Ou seja, o mesmo regime alcança o lado argentino — inclusive a fila na Ponte Tancredo Neves, onde a espera é o principal problema de quem atravessa.
A criação da faixa prioritária prevista no acordo mudaria diretamente esse cenário.
Quando o documento pode ser cancelado
O Artigo IV prevê o cancelamento imediato, com confisco do documento, em casos como:
Perda da condição de morador da cidade fronteiriça. Condenação ou antecedentes criminais. Fraude ou uso de documento falso no pedido. Exercer os direitos fora dos limites territoriais previstos. E infrações aduaneiras ou fito e zoossanitárias.
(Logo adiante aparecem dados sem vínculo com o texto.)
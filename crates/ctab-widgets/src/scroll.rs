#![forbid(unsafe_code)]

//! Scroll position and the "reached the bottom" test.

/// Slack, in rows, when deciding whether the viewport touches the bottom.
pub const BOTTOM_EPSILON: f64 = 0.5;

/// A snapshot of a scrollable region.
///
/// All three values are non-negative and measured in the same unit (rows
/// for the terminal table).
#[derive(Debug, Clone, Copy, PartialEq, Default)]
pub struct ScrollGeometry {
    /// Distance scrolled from the top.
    pub offset: f64,
    /// Height of the visible part.
    pub viewport: f64,
    /// Height of the whole content.
    pub content: f64,
}

impl ScrollGeometry {
    /// Geometry from raw measurements.
    pub const fn new(offset: f64, viewport: f64, content: f64) -> Self {
        Self {
            offset,
            viewport,
            content,
        }
    }

    /// Geometry of a row-based list.
    pub fn from_rows(offset: usize, viewport: usize, content: usize) -> Self {
        Self::new(offset as f64, viewport as f64, content as f64)
    }

    /// True when the bottom edge of the viewport has reached the end of the
    /// content. Zero viewport or zero content never counts.
    pub fn is_at_bottom(&self) -> bool {
        if self.viewport <= 0.0 || self.content <= 0.0 {
            return false;
        }
        self.offset + self.viewport + BOTTOM_EPSILON >= self.content
    }

    /// Largest offset that still fills the viewport.
    pub fn max_offset(&self) -> f64 {
        (self.content - self.viewport).max(0.0)
    }
}

/// Largest first-row index for `content` rows in a `viewport`-row window.
pub(crate) fn max_row_offset(content: usize, viewport: usize) -> usize {
    content.saturating_sub(viewport)
}
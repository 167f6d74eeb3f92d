#![forbid(unsafe_code)]

//! The sort → filter → window pipeline.
//!
//! [`project`] is the whole derivation as one pure function. Nothing here
//! holds state: callers own the policy, filter, and window and re-run the
//! pipeline after each change.

use crate::college::College;
use crate::filter::SearchFilter;
use crate::sort::{SortPolicy, sort_indices};

/// The rows a view should display.
#[derive(Debug, Clone, PartialEq)]
pub struct Projection<'a> {
    /// Visible rows, in display order.
    pub rows: Vec<&'a College>,
    /// How many records pass the filter (the length the window grows toward).
    pub total_matches: usize,
}

impl Projection<'_> {
    /// True when every match is visible.
    pub fn is_complete(&self) -> bool {
        self.rows.len() == self.total_matches
    }
}

/// Sorted, filtered positions into `source`.
pub fn order(source: &[College], policy: SortPolicy, filter: &SearchFilter) -> Vec<usize> {
    let _span = ctab_core::trace_span!(
        "pipeline_order",
        rows = source.len(),
        key = %policy.key
    )
    .entered();

    let mut indices = sort_indices(source, policy);
    filter.retain_indices(source, &mut indices);
    indices
}

/// Sort `source` by `policy`, keep the rows matching `filter`, and take the
/// first `window_size` of them.
pub fn project<'a>(
    source: &'a [College],
    policy: SortPolicy,
    filter: &SearchFilter,
    window_size: usize,
) -> Projection<'a> {
    let ordered = order(source, policy, filter);
    let rows = ordered
        .iter()
        .take(window_size)
        .map(|&i| &source[i])
        .collect();
    Projection {
        rows,
        total_matches: ordered.len(),
    }
}

#[cfg(test)]
mod tests {
    use super::*;
    use crate::sort::{SortDirection, SortKey};
    use crate::window::VisibleWindow;

    fn sample() -> Vec<College> {
        vec![
            College::new(1, "Alpha").with_rating(4.0),
            College::new(2, "Beta").with_rating(2.0),
            College::new(3, "Alphabet").with_rating(5.0),
        ]
    }

    #[test]
    fn sort_then_filter_then_window() {
        let source = sample();
        let policy = SortPolicy::new(SortKey::Rating, SortDirection::Ascending);

        let sorted = project(&source, policy, &SearchFilter::default(), 10);
        let names: Vec<&str> = sorted.rows.iter().map(|c| c.name.as_str()).collect();
        assert_eq!(names, ["Beta", "Alpha", "Alphabet"]);

        let filtered = project(
            &source,
            policy,
            &SearchFilter::new("alpha"),
            VisibleWindow::new().requested(),
        );
        let names: Vec<&str> = filtered.rows.iter().map(|c| c.name.as_str()).collect();
        assert_eq!(names, ["Alpha", "Alphabet"]);
        assert_eq!(filtered.total_matches, 2);
        assert!(filtered.is_complete());
    }

    #[test]
    fn window_truncates() {
        let source: Vec<College> = (1..=25).map(|i| College::new(i, format!("C{i}"))).collect();
        let projection = project(&source, SortPolicy::default(), &SearchFilter::default(), 10);
        assert_eq!(projection.rows.len(), 10);
        assert_eq!(projection.total_matches, 25);
        assert!(!projection.is_complete());
        assert_eq!(projection.rows[9].id, 10);
    }

    #[test]
    fn no_matches() {
        let source = sample();
        let projection = project(&source, SortPolicy::default(), &SearchFilter::new("zzz"), 10);
        assert!(projection.rows.is_empty());
        assert_eq!(projection.total_matches, 0);
        assert!(projection.is_complete());
    }

    #[test]
    fn order_matches_projection() {
        let source = sample();
        let policy = SortPolicy::new(SortKey::Name, SortDirection::Descending);
        let filter = SearchFilter::new("a");
        let positions = order(&source, policy, &filter);
        let projection = project(&source, policy, &filter, usize::MAX);
        let from_positions: Vec<u32> = positions.iter().map(|&i| source[i].id).collect();
        let from_projection: Vec<u32> = projection.rows.iter().map(|c| c.id).collect();
        assert_eq!(from_positions, from_projection);
    }
}
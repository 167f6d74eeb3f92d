#![forbid(unsafe_code)]

//! Data model for the incremental college table.
//!
//! The view is always a pure function of four inputs:
//!
//! ```text
//! source ──sort(policy)──▶ ──filter(term)──▶ ──prefix(window)──▶ visible rows
//! ```
//!
//! [`pipeline::project`] runs the whole chain in one call. Interactive
//! callers cache the sorted and filtered order ([`pipeline::order`]) and
//! only re-slice it when the window grows.

pub mod college;
pub mod dataset;
pub mod error;
pub mod filter;
pub mod pipeline;
pub mod sort;
pub mod window;

pub use college::{College, Review};
pub use dataset::Dataset;
pub use error::{DatasetError, DatasetResult};
pub use filter::SearchFilter;
pub use pipeline::{Projection, order, project};
pub use sort::{SortDirection, SortKey, SortPolicy};
pub use window::{BATCH_SIZE, VisibleWindow};
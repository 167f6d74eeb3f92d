#![forbid(unsafe_code)]

//! Terminal session lifecycle guard.
//!
//! [`TerminalSession`] enters raw mode on creation and restores the terminal
//! on drop, including during panic unwinding. A panic hook and (on unix) a
//! SIGINT/SIGTERM watcher perform a best-effort restore for exit paths that
//! skip `Drop`.
//!
//! Modes are disabled in reverse order of enabling:
//! bracketed paste, mouse capture, cursor, alternate screen, raw mode, then
//! stdout is flushed. Only modes this session turned on are turned off.
//!
//! ```no_run
//! use ctab_core::terminal_session::{SessionOptions, TerminalSession};
//!
//! let session = TerminalSession::new(SessionOptions {
//!     alternate_screen: true,
//!     mouse_capture: true,
//!     ..Default::default()
//! })?;
//! let (cols, rows) = session.size()?;
//! # let _ = (cols, rows);
//! # Ok::<(), std::io::Error>(())
//! ```

use std::io::{self, Write};
use std::sync::OnceLock;
use std::time::Duration;

use crate::event::Event;

#[cfg(unix)]
use signal_hook::consts::signal::{SIGINT, SIGTERM};
#[cfg(unix)]
use signal_hook::iterator::Signals;

/// Which terminal modes to enable. All default to `false`.
#[derive(Debug, Clone, Default)]
pub struct SessionOptions {
    /// Switch to the alternate screen buffer.
    pub alternate_screen: bool,
    /// Capture mouse clicks and wheel events.
    pub mouse_capture: bool,
    /// Deliver pastes as a single [`Event::Paste`].
    pub bracketed_paste: bool,
}

/// Owns raw mode and the enabled terminal modes until dropped.
///
/// Only one session should exist at a time.
#[derive(Debug)]
pub struct TerminalSession {
    options: SessionOptions,
    raw_mode_enabled: bool,
    cursor_hidden: bool,
    alternate_screen_enabled: bool,
    mouse_enabled: bool,
    bracketed_paste_enabled: bool,
    #[cfg(unix)]
    signal_guard: Option<SignalGuard>,
}

impl TerminalSession {
    /// Enter raw mode and enable the requested modes.
    ///
    /// # Errors
    ///
    /// Returns an error if the signal watcher, raw mode, or any requested
    /// mode cannot be set up. Anything enabled before the failure is
    /// restored when the partially built session is dropped.
    pub fn new(options: SessionOptions) -> io::Result<Self> {
        install_panic_hook();

        // Nothing on the terminal has changed yet if this fails.
        #[cfg(unix)]
        let signal_guard = SignalGuard::new()?;

        let mut session = Self::inactive(options.clone());
        #[cfg(unix)]
        {
            session.signal_guard = Some(signal_guard);
        }

        crossterm::terminal::enable_raw_mode()?;
        session.raw_mode_enabled = true;
        crate::info!("terminal raw mode enabled");

        let mut stdout = io::stdout();

        if options.alternate_screen {
            crossterm::execute!(stdout, crossterm::terminal::EnterAlternateScreen)?;
            session.alternate_screen_enabled = true;
            crate::info!("alternate screen enabled");
        }

        if options.mouse_capture {
            crossterm::execute!(stdout, crossterm::event::EnableMouseCapture)?;
            session.mouse_enabled = true;
            crate::info!("mouse capture enabled");
        }

        if options.bracketed_paste {
            crossterm::execute!(stdout, crossterm::event::EnableBracketedPaste)?;
            session.bracketed_paste_enabled = true;
            crate::info!("bracketed paste enabled");
        }

        crossterm::execute!(stdout, crossterm::cursor::Hide)?;
        session.cursor_hidden = true;

        Ok(session)
    }

    /// A session that has not touched the terminal yet.
    fn inactive(options: SessionOptions) -> Self {
        Self {
            options,
            raw_mode_enabled: false,
            cursor_hidden: false,
            alternate_screen_enabled: false,
            mouse_enabled: false,
            bracketed_paste_enabled: false,
            #[cfg(unix)]
            signal_guard: None,
        }
    }

    /// Current terminal size as `(columns, rows)`.
    pub fn size(&self) -> io::Result<(u16, u16)> {
        crossterm::terminal::size()
    }

    /// Wait up to `timeout` for an event. `Ok(true)` if one is ready.
    pub fn poll_event(&self, timeout: Duration) -> io::Result<bool> {
        crossterm::event::poll(timeout)
    }

    /// Read the next event, blocking until one arrives.
    ///
    /// Returns `Ok(None)` for events the table does not use.
    pub fn read_event(&self) -> io::Result<Option<Event>> {
        let event = crossterm::event::read()?;
        Ok(Event::from_crossterm(event))
    }

    /// The options this session was created with.
    pub fn options(&self) -> &SessionOptions {
        &self.options
    }

    fn cleanup(&mut self) {
        #[cfg(unix)]
        let _ = self.signal_guard.take();

        let mut stdout = io::stdout();

        if self.bracketed_paste_enabled {
            let _ = crossterm::execute!(stdout, crossterm::event::DisableBracketedPaste);
            self.bracketed_paste_enabled = false;
            crate::info!("bracketed paste disabled");
        }

        if self.mouse_enabled {
            let _ = crossterm::execute!(stdout, crossterm::event::DisableMouseCapture);
            self.mouse_enabled = false;
            crate::info!("mouse capture disabled");
        }

        if self.cursor_hidden {
            let _ = crossterm::execute!(stdout, crossterm::cursor::Show);
            self.cursor_hidden = false;
        }

        if self.alternate_screen_enabled {
            let _ = crossterm::execute!(stdout, crossterm::terminal::LeaveAlternateScreen);
            self.alternate_screen_enabled = false;
            crate::info!("alternate screen disabled");
        }

        if self.raw_mode_enabled {
            let _ = crossterm::terminal::disable_raw_mode();
            self.raw_mode_enabled = false;
            crate::info!("terminal raw mode disabled");
        }

        let _ = stdout.flush();
    }
}

impl Drop for TerminalSession {
    fn drop(&mut self) {
        self.cleanup();
    }
}

fn install_panic_hook() {
    static HOOK: OnceLock<()> = OnceLock::new();
    HOOK.get_or_init(|| {
        let previous = std::panic::take_hook();
        std::panic::set_hook(Box::new(move |info| {
            best_effort_cleanup();
            previous(info);
        }));
    });
}

fn best_effort_cleanup() {
    let mut stdout = io::stdout();
    let _ = crossterm::execute!(stdout, crossterm::event::DisableBracketedPaste);
    let _ = crossterm::execute!(stdout, crossterm::event::DisableMouseCapture);
    let _ = crossterm::execute!(stdout, crossterm::cursor::Show);
    let _ = crossterm::execute!(stdout, crossterm::terminal::LeaveAlternateScreen);
    let _ = crossterm::terminal::disable_raw_mode();
    let _ = stdout.flush();
}

#[cfg(unix)]
#[derive(Debug)]
struct SignalGuard {
    handle: signal_hook::iterator::Handle,
    thread: Option<std::thread::JoinHandle<()>>,
}

#[cfg(unix)]
impl SignalGuard {
    fn new() -> io::Result<Self> {
        let mut signals = Signals::new([SIGINT, SIGTERM]).map_err(io::Error::other)?;
        let handle = signals.handle();
        let thread = std::thread::spawn(move || {
            if let Some(signal) = signals.forever().next() {
                crate::warn!(signal, "termination signal received, restoring terminal");
                best_effort_cleanup();
                std::process::exit(128 + signal);
            }
        });
        Ok(Self {
            handle,
            thread: Some(thread),
        })
    }
}

#[cfg(unix)]
impl Drop for SignalGuard {
    fn drop(&mut self) {
        self.handle.close();
        if let Some(thread) = self.thread.take() {
            let _ = thread.join();
        }
    }
}
#![forbid(unsafe_code)]

//! Partial styles.
//!
//! A [`Style`] only carries the properties it sets. Applying it to a cell
//! overwrites those properties and leaves the rest untouched, so a row style
//! can be layered under a column style.

use crate::cell::{Cell, Color, StyleFlags};

/// Foreground, background, and attribute overrides.
#[derive(Debug, Clone, Copy, PartialEq, Eq, Hash, Default)]
pub struct Style {
    /// Foreground override.
    pub fg: Option<Color>,
    /// Background override.
    pub bg: Option<Color>,
    /// Attributes added on top of the cell's own.
    pub attrs: Option<StyleFlags>,
}

impl Style {
    /// An empty style.
    #[must_use]
    pub const fn new() -> Self {
        Self {
            fg: None,
            bg: None,
            attrs: None,
        }
    }

    /// Set the foreground color.
    #[must_use]
    pub const fn fg(mut self, color: Color) -> Self {
        self.fg = Some(color);
        self
    }

    /// Set the background color.
    #[must_use]
    pub const fn bg(mut self, color: Color) -> Self {
        self.bg = Some(color);
        self
    }

    /// Add bold.
    #[must_use]
    pub fn bold(self) -> Self {
        self.add_attrs(StyleFlags::BOLD)
    }

    /// Add dim.
    #[must_use]
    pub fn dim(self) -> Self {
        self.add_attrs(StyleFlags::DIM)
    }

    /// Add reverse video.
    #[must_use]
    pub fn reverse(self) -> Self {
        self.add_attrs(StyleFlags::REVERSE)
    }

    fn add_attrs(mut self, flags: StyleFlags) -> Self {
        self.attrs = Some(self.attrs.unwrap_or_default() | flags);
        self
    }

    /// True if this style sets nothing.
    #[must_use]
    pub const fn is_empty(&self) -> bool {
        self.fg.is_none() && self.bg.is_none() && self.attrs.is_none()
    }

    /// Check for an attribute flag.
    #[must_use]
    pub fn has_attr(&self, flag: StyleFlags) -> bool {
        self.attrs.is_some_and(|a| a.contains(flag))
    }

    /// Layer `other` on top of `self`; `other` wins where both set a property.
    #[must_use]
    pub fn patch(self, other: Style) -> Style {
        Style {
            fg: other.fg.or(self.fg),
            bg: other.bg.or(self.bg),
            attrs: match (self.attrs, other.attrs) {
                (Some(a), Some(b)) => Some(a | b),
                (a, b) => b.or(a),
            },
        }
    }

    /// Apply to a cell, preserving its content.
    pub fn apply_to(&self, cell: &mut Cell) {
        if let Some(fg) = self.fg {
            cell.fg = fg;
        }
        if let Some(bg) = self.bg {
            cell.bg = bg;
        }
        if let Some(attrs) = self.attrs {
            cell.attrs |= attrs;
        }
    }
}

#[cfg(test)]
mod tests {
    use super::*;

    #[test]
    fn empty_style_is_noop() {
        let mut cell = Cell::from_char('x').with_fg(Color::RED);
        Style::new().apply_to(&mut cell);
        assert_eq!(cell, Cell::from_char('x').with_fg(Color::RED));
    }

    #[test]
    fn apply_sets_only_given_properties() {
        let mut cell = Cell::from_char('x').with_bg(Color::LIGHT_BLUE);
        Style::new().fg(Color::WHITE).bold().apply_to(&mut cell);
        assert_eq!(cell.fg, Color::WHITE);
        assert_eq!(cell.bg, Color::LIGHT_BLUE);
        assert!(cell.attrs.contains(StyleFlags::BOLD));
        assert_eq!(cell.as_char(), Some('x'));
    }

    #[test]
    fn patch_prefers_overlay() {
        let base = Style::new().fg(Color::BLUE).bg(Color::WHITE).dim();
        let merged = base.patch(Style::new().fg(Color::RED).bold());
        assert_eq!(merged.fg, Some(Color::RED));
        assert_eq!(merged.bg, Some(Color::WHITE));
        assert!(merged.has_attr(StyleFlags::BOLD));
        assert!(merged.has_attr(StyleFlags::DIM));
    }
}
#![forbid(unsafe_code)]

//! Terminal cells.
//!
//! A [`Cell`] is one column of one row: its content, colors, and attribute
//! flags. Characters wider than one column occupy a head cell followed by
//! [`CellContent::Continuation`] cells.

/// Reference to a grapheme cluster interned in a
/// [`GraphemePool`](crate::grapheme_pool::GraphemePool).
#[derive(Debug, Clone, Copy, PartialEq, Eq, Hash)]
pub struct GraphemeId(u32);

impl GraphemeId {
    pub(crate) const fn new(slot: u32) -> Self {
        Self(slot)
    }

    /// Slot index in the owning pool.
    #[inline]
    pub const fn slot(self) -> u32 {
        self.0
    }
}

/// What a cell displays.
#[derive(Debug, Clone, Copy, PartialEq, Eq, Hash, Default)]
pub enum CellContent {
    /// Nothing drawn; presented as a space.
    #[default]
    Empty,
    /// A single character.
    Char(char),
    /// A multi-code-point cluster, resolved through the buffer's pool.
    Grapheme(GraphemeId),
    /// Trailing column of a wide character drawn in a cell to the left.
    Continuation,
}

/// A terminal color.
#[derive(Debug, Clone, Copy, PartialEq, Eq, Hash, Default)]
pub enum Color {
    /// The terminal's default color.
    #[default]
    Reset,
    /// A 24-bit color.
    Rgb(u8, u8, u8),
}

impl Color {
    /// Pure white.
    pub const WHITE: Self = Self::Rgb(255, 255, 255);
    /// Pure red.
    pub const RED: Self = Self::Rgb(255, 0, 0);
    /// Pure blue.
    pub const BLUE: Self = Self::Rgb(0, 0, 255);
    /// CSS `lightblue` (`#ADD8E6`).
    pub const LIGHT_BLUE: Self = Self::Rgb(0xAD, 0xD8, 0xE6);

    /// Parse a `#RRGGBB` hex string.
    #[must_use]
    pub fn from_hex(hex: &str) -> Option<Self> {
        let digits = hex.strip_prefix('#')?;
        if digits.len() != 6 || !digits.is_ascii() {
            return None;
        }
        let channel = |i: usize| u8::from_str_radix(&digits[i..i + 2], 16).ok();
        Some(Self::Rgb(channel(0)?, channel(2)?, channel(4)?))
    }
}

bitflags::bitflags! {
    /// Cell attribute flags.
    #[derive(Debug, Clone, Copy, PartialEq, Eq, Hash, Default)]
    pub struct StyleFlags: u8 {
        /// Bold / increased intensity.
        const BOLD      = 0b0000_0001;
        /// Dim / decreased intensity.
        const DIM       = 0b0000_0010;
        /// Italic.
        const ITALIC    = 0b0000_0100;
        /// Underline.
        const UNDERLINE = 0b0000_1000;
        /// Swap foreground and background.
        const REVERSE   = 0b0001_0000;
    }
}

/// One terminal cell.
#[derive(Debug, Clone, Copy, PartialEq, Eq, Hash, Default)]
pub struct Cell {
    /// Content.
    pub content: CellContent,
    /// Foreground color.
    pub fg: Color,
    /// Background color.
    pub bg: Color,
    /// Attribute flags.
    pub attrs: StyleFlags,
}

impl Cell {
    /// Continuation cell for the trailing columns of a wide character.
    pub const CONTINUATION: Self = Self {
        content: CellContent::Continuation,
        fg: Color::Reset,
        bg: Color::Reset,
        attrs: StyleFlags::empty(),
    };

    /// A cell holding `c` with default colors.
    #[inline]
    pub const fn from_char(c: char) -> Self {
        Self {
            content: CellContent::Char(c),
            fg: Color::Reset,
            bg: Color::Reset,
            attrs: StyleFlags::empty(),
        }
    }

    /// The character in this cell, if any.
    #[inline]
    pub const fn as_char(&self) -> Option<char> {
        match self.content {
            CellContent::Char(c) => Some(c),
            _ => None,
        }
    }

    /// The interned cluster in this cell, if any.
    #[inline]
    pub const fn grapheme_id(&self) -> Option<GraphemeId> {
        match self.content {
            CellContent::Grapheme(id) => Some(id),
            _ => None,
        }
    }

    /// Check if nothing is drawn here.
    #[inline]
    pub const fn is_empty(&self) -> bool {
        matches!(self.content, CellContent::Empty)
    }

    /// Check if this is the tail of a wide character.
    #[inline]
    pub const fn is_continuation(&self) -> bool {
        matches!(self.content, CellContent::Continuation)
    }

    /// Set the foreground color.
    #[inline]
    pub const fn with_fg(mut self, fg: Color) -> Self {
        self.fg = fg;
        self
    }

    /// Set the background color.
    #[inline]
    pub const fn with_bg(mut self, bg: Color) -> Self {
        self.bg = bg;
        self
    }
}

#[cfg(test)]
mod tests {
    use super::*;

    #[test]
    fn default_cell_is_empty() {
        let cell = Cell::default();
        assert!(cell.is_empty());
        assert_eq!(cell.fg, Color::Reset);
        assert_eq!(cell.as_char(), None);
    }

    #[test]
    fn from_char_round_trips() {
        let cell = Cell::from_char('Q').with_fg(Color::BLUE);
        assert_eq!(cell.as_char(), Some('Q'));
        assert_eq!(cell.fg, Color::BLUE);
        assert!(!cell.is_continuation());
    }

    #[test]
    fn hex_parsing() {
        assert_eq!(Color::from_hex("#ADD8E6"), Some(Color::LIGHT_BLUE));
        assert_eq!(Color::from_hex("#add8e6"), Some(Color::LIGHT_BLUE));
        assert_eq!(Color::from_hex("ADD8E6"), None);
        assert_eq!(Color::from_hex("#ADD8E"), None);
        assert_eq!(Color::from_hex("#GGGGGG"), None);
    }
}
#![forbid(unsafe_code)]

//! The interactive loop.
//!
//! [`App`] is the terminal-independent part: it routes events to the view,
//! decides when to quit, and keeps a frame buffer the size of the screen.
//! [`run`] wires it to a [`TerminalSession`] and a [`Presenter`].

use std::fmt;
use std::io::{self, BufWriter};
use std::time::{Duration, SystemTime, UNIX_EPOCH};

use ctab_core::event::{Event, KeyCode};
use ctab_core::terminal_session::{SessionOptions, TerminalSession};
use ctab_model::{Dataset, DatasetError};
use ctab_render::Buffer;
use ctab_render::presenter::Presenter;
use ctab_widgets::{IncrementalTableView, RandomIcons};

use crate::cli::Opts;

/// How long to wait for input before checking whether to redraw.
const POLL_INTERVAL: Duration = Duration::from_millis(250);

/// Whether the loop should keep going.
#[derive(Debug, Clone, Copy, PartialEq, Eq)]
pub enum Flow {
    Continue,
    Quit,
}

/// Errors that end the program.
#[derive(Debug)]
pub enum AppError {
    /// The dataset could not be loaded.
    Dataset(DatasetError),
    /// Terminal I/O failed.
    Io(io::Error),
}

impl fmt::Display for AppError {
    fn fmt(&self, f: &mut fmt::Formatter<'_>) -> fmt::Result {
        match self {
            AppError::Dataset(e) => write!(f, "failed to load dataset: {e}"),
            AppError::Io(e) => write!(f, "terminal error: {e}"),
        }
    }
}

impl std::error::Error for AppError {
    fn source(&self) -> Option<&(dyn std::error::Error + 'static)> {
        match self {
            AppError::Dataset(e) => Some(e),
            AppError::Io(e) => Some(e),
        }
    }
}

impl From<DatasetError> for AppError {
    fn from(e: DatasetError) -> Self {
        AppError::Dataset(e)
    }
}

impl From<io::Error> for AppError {
    fn from(e: io::Error) -> Self {
        AppError::Io(e)
    }
}

/// The table plus a screen-sized frame buffer.
#[derive(Debug)]
pub struct App {
    view: IncrementalTableView,
    frame: Buffer,
    dirty: bool,
}

impl App {
    /// An app drawing into a `width` x `height` frame.
    pub fn new(view: IncrementalTableView, width: u16, height: u16) -> Self {
        Self {
            view,
            frame: Buffer::new(width.max(1), height.max(1)),
            dirty: true,
        }
    }

    /// The table view.
    pub fn view(&self) -> &IncrementalTableView {
        &self.view
    }

    /// True if the next [`draw`](Self::draw) will repaint.
    pub fn needs_redraw(&self) -> bool {
        self.dirty
    }

    /// Route one event. Esc and Ctrl+C quit; everything else goes to the view.
    pub fn handle_event(&mut self, event: &Event) -> Flow {
        match event {
            Event::Key(key) if key.is_press() => {
                if key.code == KeyCode::Escape || (key.ctrl() && key.is_char('c')) {
                    ctab_core::info!("quit requested");
                    return Flow::Quit;
                }
            }
            Event::Resize { width, height } => {
                self.resize(*width, *height);
                return Flow::Continue;
            }
            _ => {}
        }
        if self.view.handle_event(event) {
            self.dirty = true;
        }
        Flow::Continue
    }

    /// Match the frame to a new terminal size.
    pub fn resize(&mut self, width: u16, height: u16) {
        let (width, height) = (width.max(1), height.max(1));
        if width != self.frame.width() || height != self.frame.height() {
            ctab_core::debug!(width, height, "resized");
            self.frame = Buffer::new(width, height);
        }
        self.dirty = true;
    }

    /// The current frame, repainted first if anything changed.
    pub fn draw(&mut self) -> &Buffer {
        if self.dirty {
            self.frame.clear();
            let area = self.frame.bounds();
            self.view.render(area, &mut self.frame);
            self.dirty = false;
        }
        &self.frame
    }
}

/// Load the dataset named in `opts`, or the built-in one.
pub fn load_dataset(opts: &Opts) -> Result<Dataset, DatasetError> {
    match &opts.data {
        Some(path) => {
            ctab_core::info!(path = %path.display(), "loading dataset");
            Dataset::from_path(path)
        }
        None => Dataset::builtin(),
    }
}

/// The icon seed from `opts`, or one derived from the clock.
pub fn icon_seed(opts: &Opts) -> u64 {
    opts.seed.unwrap_or_else(|| {
        SystemTime::now()
            .duration_since(UNIX_EPOCH)
            .map(|d| d.as_nanos() as u64)
            .unwrap_or_default()
    })
}

/// Run the table until the user quits.
///
/// # Errors
///
/// Dataset load failures and terminal I/O errors.
pub fn run(opts: &Opts) -> Result<(), AppError> {
    let dataset = load_dataset(opts)?;
    let seed = icon_seed(opts);
    ctab_core::info!(rows = dataset.len(), seed, "starting");

    let view = IncrementalTableView::new(dataset.colleges()).with_decoration(RandomIcons::new(seed));

    let session = TerminalSession::new(SessionOptions {
        alternate_screen: true,
        mouse_capture: opts.mouse,
        bracketed_paste: true,
    })?;
    let (width, height) = session.size()?;
    let mut app = App::new(view, width, height);
    let mut presenter = Presenter::new(BufWriter::new(io::stdout()));

    loop {
        if app.needs_redraw() {
            presenter.present(app.draw())?;
        }
        if !session.poll_event(POLL_INTERVAL)? {
            continue;
        }
        let Some(event) = session.read_event()? else {
            continue;
        };
        if matches!(event, Event::Resize { .. }) {
            presenter.invalidate();
        }
        if app.handle_event(&event) == Flow::Quit {
            break;
        }
    }

    ctab_core::info!(
        shown = app.view().visible_rows().len(),
        matches = app.view().total_matches(),
        "exiting"
    );
    Ok(())
}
Essa última merece atenção de quem pretende usar o regime de subsistência: passar do limite pode custar o documento inteiro.
Onde isso se encaixa
A liberação dos carros foi anunciada para 14 de setembro, das 7h às 13h, e vale para moradores de Foz do Iguaçu, Ciudad del Este, Presidente Franco e Hernandarias. É a maior mudança desde as regras que passaram a valer em agosto.
Serviço
- O que é o DTVFDocumento de Trânsito Vicinal Fronteiriço, criado pelo Acordo sobre Localidades Fronteiriças Vinculadas e promulgado no Brasil pelo Decreto nº 12.948, de 27 de abril de 2026
- Nome no BrasilCarteira de Registro Nacional Migratório-Fronteiriço, emitida pela Polícia Federal
- Onde brasileiros solicitamDirección Nacional de Migraciones do Paraguai, na Avenida Rogelio Benítez, em Ciudad del Este
- Onde paraguaios solicitamPolícia Federal, no Shopping Catuaí Palladium, em Foz do Iguaçu
- Documentos exigidosDocumento de identidade ou viagem válido, comprovante de domicílio na cidade de fronteira, declaração juramentada ou certidão negativa de antecedentes criminais dos últimos cinco anos, e duas fotos 3×4 quando exigidas
- Tradução é exigida?Não. O acordo aceita documentos em português ou espanhol e proíbe exigir tradução, legalização ou intervenção consular
- ValidadeCinco anos, prorrogáveis por igual período. Depois, pode ser concedido por tempo indeterminado
- Quem não pode obterQuem cumpre condenação criminal com pena superior a dois anos de reclusão ou tem antecedentes criminais nos últimos cinco anos
- Para atravessar de carroAlém do DTVF, são exigidos comprovante de propriedade do veículo, identificação veicular e seguro de responsabilidade civil
- Direitos concedidosTrabalhar com iguais direitos trabalhistas e previdenciários, estudar em escolas públicas gratuitamente, comprar produtos de subsistência e usar faixa prioritária nos postos de controle
- O que é subsistênciaAlimentação, higiene e cosmético pessoal, limpeza e uso doméstico, roupas, calçados, livros, revistas e periódicos para uso pessoal e familiar, sem destino comercial
- Cidades contempladasFoz do Iguaçu com Ciudad del Este, Presidente Franco e Hernandarias, e Foz do Iguaçu com Puerto Iguazú
Com informações de Decreto nº 12.948/2026 — Acordo sobre Localidades Fronteiriças Vinculadas.